Saat ini muncul beragam permasalahan yang cukup rumit dan sulit diatasi. Bagaimana di masa yang akan datang? Tanpa adanya upaya preventif dari pemerintah untuk melindungi dan mengelola lingkungan hidup berdasarkan prinsip pembangunan berkelanjutan, berbagai permasalahan seperti krisis air bersih, krisis energi, kabut asap, banjir, longsor, dan sebagainya merupakan suatu hal yang pasti akan terjadi.
            Atas dasar itu, negara dituntut untuk berperan aktif dalam hal perlindungan dan pengelolaan lingkungan hidup. Saat ini negara telah melakukan tindakan dengan menghadirkan Undang-undang Nomor 32 tahun 2009 tentang Perlindungan dan Pengelolaan Lingkungan Hidup (UU PPLH). UU tersebut berperan sebagai instrumen hukum dalam upaya perlindungan dan pengelolaan lingkungan hidup. Namun, setelah kurang lebih enam tahun UU ini disahkan, negara masih abai. Keabaian tersebut akan coba saya uraikan pada tulisan berikutnya.
Dibalik keabaian negara, pada dasarnya masyarakat memiliki kewajiban dan peran penting dalam perlindungan dan pengelolaan lingkungan hidup. Sulit jika hanya berharap pada negara (pemerintah). Negara tidak mungkin dapat menyelesaikan seluruh permasalahan tanpa adanya partisipasi aktif masyarakat. Dalam hal perlindungan dan pengelolaan lingkungan hidup, wilayah yang begitu luas dan akses yang terbatas untuk menjangkau beberapa wilayah tertentu akan mengakibatkan tidak efektifnya pengawasan dan penegakan UU PPLH. Hal ini merupakan akibat keterbatasan kompetensi dan jumlah sumber daya aparatur negara. Salah satu solusinya ialah pendayagunaan kekuatan masyarakat. Bukan berarti kita membiarkan negara untuk acuh, namun masyarakat memiliki potensi dalam hal pengawasan dan pemberian tekanan publik sebagai upaya perlindungan dan pengelolaan lingkungan hidup yang konsisten dan menyeluruh.

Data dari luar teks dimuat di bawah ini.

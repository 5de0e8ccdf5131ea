//! Patient Registration Component
//!
//! Four-step sign-up wizard. Each step is validated before moving on.

use gloo_timers::future::TimeoutFuture;
use leptos::prelude::*;
use leptos::task::spawn_local;

use crate::api::{self, ApiError};
use crate::components::{
    FieldError, Notice, NoticeBanner, PersonFields, ADDRESS_FIELDS, EMERGENCY_FIELDS,
};
use crate::config::{CLINIC_NAME, REGISTER_REDIRECT_DELAY_MS};
use crate::context::use_router;
use crate::models::{PersonField, PersonForm};
use crate::route::Page;
use crate::validation::{validate_register_step, FieldErrors, PatientRegistration, RegisterStep};

const PERSONAL_FIELDS: &[PersonField] = &[
    PersonField::FirstName,
    PersonField::LastName,
    PersonField::Email,
    PersonField::Phone,
    PersonField::DateOfBirth,
    PersonField::Gender,
];

const PASSWORD_FIELDS: &[PersonField] = &[PersonField::Password];

fn step_icon(step: RegisterStep) -> &'static str {
    match step {
        RegisterStep::Personal => "👤",
        RegisterStep::Emergency => "📞",
        RegisterStep::Address => "🏠",
        RegisterStep::Terms => "📋",
    }
}

#[component]
pub fn PatientRegister() -> impl IntoView {
    let router = use_router();

    let form = RwSignal::new(PersonForm::default());
    let confirm_password = RwSignal::new(String::new());
    let agree_to_terms = RwSignal::new(false);
    let errors = RwSignal::new(FieldErrors::new());
    let step = RwSignal::new(RegisterStep::Personal);
    let (notice, set_notice) = signal::<Option<Notice>>(None);
    let (loading, set_loading) = signal(false);

    let registration = move || PatientRegistration {
        form: form.get(),
        confirm_password: confirm_password.get(),
        agree_to_terms: agree_to_terms.get(),
    };

    let check_step = move |current: RegisterStep| match validate_register_step(current, &registration()) {
        Ok(()) => {
            errors.set(FieldErrors::new());
            true
        }
        Err(found) => {
            errors.set(found);
            set_notice.set(Notice::error("Please correct the errors below"));
            false
        }
    };

    let next = move |_| {
        let current = step.get();
        if check_step(current) {
            set_notice.set(None);
            if let Some(following) = current.next() {
                step.set(following);
            }
        }
    };

    let previous = move |_| {
        set_notice.set(None);
        if let Some(prior) = step.get().previous() {
            step.set(prior);
        }
    };

    let submit = move |ev: web_sys::SubmitEvent| {
        ev.prevent_default();
        if let Some(failing) = RegisterStep::ALL.into_iter().find(|s| !check_step(*s)) {
            step.set(failing);
            return;
        }
        set_notice.set(None);
        set_loading.set(true);
        let body = form.get();
        spawn_local(async move {
            let result = api::register_patient(&body).await;
            set_loading.set(false);
            match result {
                Ok(()) => {
                    log::info!("patient registered");
                    set_notice.set(Notice::success(format!(
                        "Registration successful! Welcome to {}.",
                        CLINIC_NAME
                    )));
                    TimeoutFuture::new(REGISTER_REDIRECT_DELAY_MS).await;
                    router.navigate(Page::Home);
                }
                Err(ApiError::Network(err)) => {
                    log::error!("registration request failed: {}", err);
                    set_notice.set(Notice::error(
                        "Unable to register. Please check your connection and try again.",
                    ));
                }
                Err(err) => {
                    set_notice.set(Notice::error(
                        err.user_message("Registration failed. Please try again."),
                    ));
                }
            }
        });
    };

    let error_of = move |key: &'static str| {
        Signal::derive(move || errors.with(|e| e.get(key).map(str::to_string)))
    };

    let step_content = move || match step.get() {
        RegisterStep::Personal => view! {
            <p class="step-hint">"Please provide your basic information"</p>
            <PersonFields fields=PERSONAL_FIELDS form=form errors=errors />
            <PersonFields fields=PASSWORD_FIELDS form=form errors=errors />
            <div class="form-group">
                <label for="confirmPassword">"Confirm Password"</label>
                <input
                    id="confirmPassword"
                    type="password"
                    prop:value=move || confirm_password.get()
                    on:input=move |ev| {
                        confirm_password.set(event_target_value(&ev));
                        errors.update(|e| e.remove("confirmPassword"));
                    }
                />
                <FieldError message=error_of("confirmPassword") />
            </div>
        }
        .into_any(),
        RegisterStep::Emergency => view! {
            <p class="step-hint">"Who should we contact in case of emergency?"</p>
            <PersonFields fields=EMERGENCY_FIELDS form=form errors=errors />
        }
        .into_any(),
        RegisterStep::Address => view! {
            <p class="step-hint">"Where do you currently live?"</p>
            <PersonFields fields=ADDRESS_FIELDS form=form errors=errors />
        }
        .into_any(),
        RegisterStep::Terms => {
            let summary = form.get();
            view! {
                <div class="review-summary">
                    <p><strong>"Name: "</strong>{format!("{} {}", summary.first_name, summary.last_name)}</p>
                    <p><strong>"Email: "</strong>{summary.email.clone()}</p>
                    <p><strong>"Phone: "</strong>{summary.phone.clone()}</p>
                    <p><strong>"Emergency Contact: "</strong>{summary.emergency_contact_name.clone()}</p>
                    <p>
                        <strong>"Address: "</strong>
                        {format!("{}, {}, {}", summary.street_address, summary.barangay, summary.municipality)}
                    </p>
                </div>
                <div class="terms-section">
                    <label class="checkbox-label">
                        <input
                            type="checkbox"
                            prop:checked=move || agree_to_terms.get()
                            on:change=move |ev| {
                                agree_to_terms.set(event_target_checked(&ev));
                                errors.update(|e| e.remove("agreeToTerms"));
                            }
                        />
                        "I agree to the Terms and Conditions and Privacy Policy"
                    </label>
                    <FieldError message=error_of("agreeToTerms") />
                </div>
            }
            .into_any()
        }
    };

    view! {
        <div class="register-page">
            <button class="back-button" on:click=move |_| router.navigate(Page::Home)>"← Back to Home"</button>
            <div class="register-container">
                <h2>"Patient Registration"</h2>
                <div class="progress-steps">
                    {RegisterStep::ALL.into_iter().map(|s| view! {
                        <div class={move || if step.get().number() >= s.number() { "progress-step active" } else { "progress-step" }}>
                            <div class="step-circle">
                                {move || if step.get().number() > s.number() { "✓" } else { step_icon(s) }}
                            </div>
                            <div class="step-info">
                                <span class="step-number">{format!("Step {}", s.number())}</span>
                                <span class="step-title">{s.title()}</span>
                            </div>
                        </div>
                    }).collect_view()}
                </div>
                <NoticeBanner notice=notice />
                <form class="register-form" on:submit=submit>
                    <h3>{move || step.get().title()}</h3>
                    {step_content}
                    <div class="form-navigation">
                        <Show when=move || step.get().previous().is_some()>
                            <button type="button" class="btn btn-secondary" on:click=previous>"Previous"</button>
                        </Show>
                        <Show
                            when=move || step.get().next().is_some()
                            fallback=move || view! {
                                <button type="submit" class="btn btn-success" disabled=move || loading.get()>
                                    {move || if loading.get() { "Creating Account..." } else { "Create Account" }}
                                </button>
                            }
                        >
                            <button type="button" class="btn btn-primary" on:click=next>"Next"</button>
                        </Show>
                    </div>
                </form>
            </div>
        </div>
    }
}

Jika hal itu masih cukup sulit, mulailah berproses dari hal sederhana, misalnya dengan sadar dan mengurangi pencemaran lingkungan yang secara individu tiap hari kita lakukan. Akumulasi pencemaran yang tiap hari kita lakukan akan mengganggu daya dukung dan daya tampung lingkungan. Bagaimana jika batas daya dukung dan daya tampung lingkungan akhirnya terlampaui? Bersiaplah untuk menghadapi bencana.






[1] Penulis merupakan mahasiswa Fakultas Hukum Universitas Indonesia angkatan 2013
[2] Data dari Badan Pusat Statistik Republik Indonesia tahun 2015.
[3] Menurut Badan Pusat Statistik Republik Indonesia masa bonus demografi Indonesia berada pada tahun 2010-2035, dan mencapai puncak pada tahun 2028-2030.